■ Your task ■
Count every line in the data below where the word "container" appears, then state only that count.

Collected data
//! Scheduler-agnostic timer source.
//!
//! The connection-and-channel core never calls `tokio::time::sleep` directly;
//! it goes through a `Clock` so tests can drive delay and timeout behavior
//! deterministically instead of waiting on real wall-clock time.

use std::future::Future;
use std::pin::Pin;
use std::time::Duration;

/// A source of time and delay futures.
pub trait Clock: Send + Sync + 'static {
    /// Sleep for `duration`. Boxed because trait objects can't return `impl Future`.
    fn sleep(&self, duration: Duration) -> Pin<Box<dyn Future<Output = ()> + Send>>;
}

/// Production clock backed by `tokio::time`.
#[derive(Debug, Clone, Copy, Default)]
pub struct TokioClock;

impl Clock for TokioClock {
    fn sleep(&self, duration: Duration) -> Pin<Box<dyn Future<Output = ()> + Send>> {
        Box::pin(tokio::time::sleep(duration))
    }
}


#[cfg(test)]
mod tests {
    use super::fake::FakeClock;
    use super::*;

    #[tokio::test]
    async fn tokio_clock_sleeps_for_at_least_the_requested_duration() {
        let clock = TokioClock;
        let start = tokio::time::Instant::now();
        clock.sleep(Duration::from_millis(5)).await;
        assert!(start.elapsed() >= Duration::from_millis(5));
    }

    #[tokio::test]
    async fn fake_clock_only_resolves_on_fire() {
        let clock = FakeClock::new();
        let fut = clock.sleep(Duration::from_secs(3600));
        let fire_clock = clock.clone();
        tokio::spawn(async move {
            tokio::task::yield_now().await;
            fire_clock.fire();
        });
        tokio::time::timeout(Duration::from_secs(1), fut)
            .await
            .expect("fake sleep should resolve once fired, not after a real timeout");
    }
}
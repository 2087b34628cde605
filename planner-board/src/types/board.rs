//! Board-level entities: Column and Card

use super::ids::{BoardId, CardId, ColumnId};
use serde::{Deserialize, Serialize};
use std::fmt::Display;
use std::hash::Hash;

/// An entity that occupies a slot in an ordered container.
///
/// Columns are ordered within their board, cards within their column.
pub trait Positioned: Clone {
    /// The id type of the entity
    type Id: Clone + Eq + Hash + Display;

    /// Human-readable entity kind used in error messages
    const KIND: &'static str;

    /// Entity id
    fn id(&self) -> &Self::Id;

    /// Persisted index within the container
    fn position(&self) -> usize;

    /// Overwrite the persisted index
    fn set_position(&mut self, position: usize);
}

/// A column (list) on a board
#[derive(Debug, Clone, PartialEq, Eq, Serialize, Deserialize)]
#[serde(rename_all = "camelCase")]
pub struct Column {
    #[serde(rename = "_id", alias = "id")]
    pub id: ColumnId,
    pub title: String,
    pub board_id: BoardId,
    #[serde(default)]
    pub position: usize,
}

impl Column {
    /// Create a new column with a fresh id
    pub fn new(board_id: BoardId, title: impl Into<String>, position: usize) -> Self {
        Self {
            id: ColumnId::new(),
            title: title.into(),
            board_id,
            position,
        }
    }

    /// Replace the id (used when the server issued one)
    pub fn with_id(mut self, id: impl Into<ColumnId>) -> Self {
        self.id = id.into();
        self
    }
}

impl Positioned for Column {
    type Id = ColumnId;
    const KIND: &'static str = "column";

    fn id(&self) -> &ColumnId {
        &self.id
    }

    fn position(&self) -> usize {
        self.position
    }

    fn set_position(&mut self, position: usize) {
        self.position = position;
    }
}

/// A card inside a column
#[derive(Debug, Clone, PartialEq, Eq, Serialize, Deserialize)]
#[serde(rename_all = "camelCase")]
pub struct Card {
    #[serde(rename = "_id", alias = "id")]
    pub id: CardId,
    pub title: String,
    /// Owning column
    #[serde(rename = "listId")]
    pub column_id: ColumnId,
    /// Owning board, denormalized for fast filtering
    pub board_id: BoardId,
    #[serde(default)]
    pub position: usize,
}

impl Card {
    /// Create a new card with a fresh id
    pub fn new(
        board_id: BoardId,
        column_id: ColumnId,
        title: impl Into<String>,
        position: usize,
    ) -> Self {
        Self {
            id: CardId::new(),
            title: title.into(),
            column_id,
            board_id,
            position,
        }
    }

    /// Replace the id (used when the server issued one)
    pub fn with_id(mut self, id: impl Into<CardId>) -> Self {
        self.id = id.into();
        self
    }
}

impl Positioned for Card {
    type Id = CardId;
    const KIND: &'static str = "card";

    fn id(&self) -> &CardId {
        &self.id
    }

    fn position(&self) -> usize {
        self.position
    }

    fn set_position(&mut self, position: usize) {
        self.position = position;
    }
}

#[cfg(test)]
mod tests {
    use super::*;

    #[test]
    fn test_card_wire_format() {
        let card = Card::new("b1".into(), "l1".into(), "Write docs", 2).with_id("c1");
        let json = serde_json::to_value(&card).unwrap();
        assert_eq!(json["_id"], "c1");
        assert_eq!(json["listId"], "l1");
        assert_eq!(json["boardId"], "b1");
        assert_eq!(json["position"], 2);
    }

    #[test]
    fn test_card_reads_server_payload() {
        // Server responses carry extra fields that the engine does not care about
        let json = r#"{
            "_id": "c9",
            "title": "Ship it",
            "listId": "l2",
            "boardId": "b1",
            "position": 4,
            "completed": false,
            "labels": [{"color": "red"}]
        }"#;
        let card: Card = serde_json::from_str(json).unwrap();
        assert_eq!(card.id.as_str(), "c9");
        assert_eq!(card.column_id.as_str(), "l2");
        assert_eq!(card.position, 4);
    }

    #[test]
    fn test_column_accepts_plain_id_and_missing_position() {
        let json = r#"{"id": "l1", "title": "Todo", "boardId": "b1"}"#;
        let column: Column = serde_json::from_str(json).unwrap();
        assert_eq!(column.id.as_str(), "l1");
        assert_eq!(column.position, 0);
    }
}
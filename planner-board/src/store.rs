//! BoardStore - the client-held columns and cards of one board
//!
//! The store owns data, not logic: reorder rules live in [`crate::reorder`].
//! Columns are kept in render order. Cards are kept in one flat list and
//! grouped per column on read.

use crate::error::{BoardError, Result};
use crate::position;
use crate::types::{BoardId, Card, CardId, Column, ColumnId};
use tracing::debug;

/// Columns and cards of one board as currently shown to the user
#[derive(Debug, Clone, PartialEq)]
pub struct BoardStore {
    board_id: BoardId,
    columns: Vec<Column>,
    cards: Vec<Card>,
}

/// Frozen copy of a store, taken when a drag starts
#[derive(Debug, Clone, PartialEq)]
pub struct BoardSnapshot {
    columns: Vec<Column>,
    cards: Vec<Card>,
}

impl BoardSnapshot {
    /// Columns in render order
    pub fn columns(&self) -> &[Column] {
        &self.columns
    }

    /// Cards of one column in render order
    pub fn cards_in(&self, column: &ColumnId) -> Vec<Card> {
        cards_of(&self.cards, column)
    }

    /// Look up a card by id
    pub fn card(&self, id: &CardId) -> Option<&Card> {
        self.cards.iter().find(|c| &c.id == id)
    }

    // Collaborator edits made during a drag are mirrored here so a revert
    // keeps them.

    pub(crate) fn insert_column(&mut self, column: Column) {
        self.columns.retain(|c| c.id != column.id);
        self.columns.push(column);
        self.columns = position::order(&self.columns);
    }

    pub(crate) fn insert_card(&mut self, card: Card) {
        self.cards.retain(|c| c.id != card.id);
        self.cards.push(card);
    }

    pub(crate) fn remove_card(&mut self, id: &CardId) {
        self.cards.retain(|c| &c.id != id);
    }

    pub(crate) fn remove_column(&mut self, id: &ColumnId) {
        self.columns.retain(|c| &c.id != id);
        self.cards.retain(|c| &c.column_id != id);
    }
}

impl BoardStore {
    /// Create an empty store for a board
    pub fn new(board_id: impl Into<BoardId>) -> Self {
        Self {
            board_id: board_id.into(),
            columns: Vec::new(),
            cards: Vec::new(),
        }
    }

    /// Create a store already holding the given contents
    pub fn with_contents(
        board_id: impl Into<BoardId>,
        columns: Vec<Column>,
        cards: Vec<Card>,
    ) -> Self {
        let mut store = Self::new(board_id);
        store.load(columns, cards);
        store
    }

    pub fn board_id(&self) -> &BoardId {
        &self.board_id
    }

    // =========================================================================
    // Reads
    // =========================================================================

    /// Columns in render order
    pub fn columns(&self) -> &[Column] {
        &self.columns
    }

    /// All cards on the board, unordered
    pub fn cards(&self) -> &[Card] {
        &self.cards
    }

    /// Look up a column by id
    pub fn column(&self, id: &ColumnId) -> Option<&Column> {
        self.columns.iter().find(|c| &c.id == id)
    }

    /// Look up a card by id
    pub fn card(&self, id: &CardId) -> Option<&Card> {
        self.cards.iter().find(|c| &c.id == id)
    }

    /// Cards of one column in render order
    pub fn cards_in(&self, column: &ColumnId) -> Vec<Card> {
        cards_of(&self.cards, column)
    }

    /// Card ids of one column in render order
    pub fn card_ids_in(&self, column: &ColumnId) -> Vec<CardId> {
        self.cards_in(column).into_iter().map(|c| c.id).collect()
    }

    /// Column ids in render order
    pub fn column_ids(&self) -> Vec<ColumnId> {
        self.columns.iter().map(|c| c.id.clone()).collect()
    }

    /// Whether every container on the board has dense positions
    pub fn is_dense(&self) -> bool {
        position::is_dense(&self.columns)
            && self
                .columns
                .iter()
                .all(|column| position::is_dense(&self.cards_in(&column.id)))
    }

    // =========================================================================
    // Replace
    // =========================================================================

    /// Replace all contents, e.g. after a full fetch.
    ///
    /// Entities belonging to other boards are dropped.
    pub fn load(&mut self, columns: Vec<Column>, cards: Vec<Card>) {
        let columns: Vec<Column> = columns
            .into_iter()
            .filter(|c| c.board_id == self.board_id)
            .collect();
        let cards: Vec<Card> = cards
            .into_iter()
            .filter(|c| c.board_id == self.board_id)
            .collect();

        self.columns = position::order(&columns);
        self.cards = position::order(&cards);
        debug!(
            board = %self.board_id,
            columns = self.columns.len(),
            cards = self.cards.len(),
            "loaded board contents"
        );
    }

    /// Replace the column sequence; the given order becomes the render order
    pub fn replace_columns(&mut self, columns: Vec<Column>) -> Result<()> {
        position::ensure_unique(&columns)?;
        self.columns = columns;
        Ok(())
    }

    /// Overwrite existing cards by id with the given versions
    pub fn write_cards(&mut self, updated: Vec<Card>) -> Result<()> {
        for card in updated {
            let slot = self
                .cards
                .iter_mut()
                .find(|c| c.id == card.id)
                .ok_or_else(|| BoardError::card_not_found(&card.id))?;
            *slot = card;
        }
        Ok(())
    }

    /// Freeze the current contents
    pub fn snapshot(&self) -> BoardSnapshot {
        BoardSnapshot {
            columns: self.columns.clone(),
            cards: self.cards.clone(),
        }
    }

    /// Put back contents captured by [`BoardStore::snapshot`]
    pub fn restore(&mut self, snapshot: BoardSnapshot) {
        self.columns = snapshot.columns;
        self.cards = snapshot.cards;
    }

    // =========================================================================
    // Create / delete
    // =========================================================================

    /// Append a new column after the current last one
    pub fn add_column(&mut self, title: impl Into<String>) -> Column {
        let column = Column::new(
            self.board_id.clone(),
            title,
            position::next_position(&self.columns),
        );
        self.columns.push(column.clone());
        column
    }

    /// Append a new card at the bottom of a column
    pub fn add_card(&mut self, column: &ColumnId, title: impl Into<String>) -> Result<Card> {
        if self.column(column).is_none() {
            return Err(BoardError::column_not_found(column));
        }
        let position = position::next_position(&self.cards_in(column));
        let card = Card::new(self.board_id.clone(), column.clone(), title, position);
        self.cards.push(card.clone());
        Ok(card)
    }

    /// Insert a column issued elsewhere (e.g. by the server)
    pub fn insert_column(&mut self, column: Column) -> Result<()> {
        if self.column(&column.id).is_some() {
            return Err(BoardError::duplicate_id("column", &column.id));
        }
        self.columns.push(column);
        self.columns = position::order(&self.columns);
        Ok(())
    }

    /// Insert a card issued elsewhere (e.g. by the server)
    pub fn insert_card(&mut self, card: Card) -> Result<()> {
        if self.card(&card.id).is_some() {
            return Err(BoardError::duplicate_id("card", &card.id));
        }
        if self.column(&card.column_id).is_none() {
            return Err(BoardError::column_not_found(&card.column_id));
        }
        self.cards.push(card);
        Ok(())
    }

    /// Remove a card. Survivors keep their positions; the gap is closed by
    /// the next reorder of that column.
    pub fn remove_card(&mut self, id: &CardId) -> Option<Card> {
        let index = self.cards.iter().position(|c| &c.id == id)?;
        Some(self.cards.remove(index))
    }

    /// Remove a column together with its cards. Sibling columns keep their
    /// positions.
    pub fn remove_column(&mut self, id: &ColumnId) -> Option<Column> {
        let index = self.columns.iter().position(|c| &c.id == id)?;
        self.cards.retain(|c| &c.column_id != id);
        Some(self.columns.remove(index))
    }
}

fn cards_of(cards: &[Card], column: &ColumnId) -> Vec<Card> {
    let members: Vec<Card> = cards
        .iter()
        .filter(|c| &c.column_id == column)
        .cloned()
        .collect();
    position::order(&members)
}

■ Task solution ■
3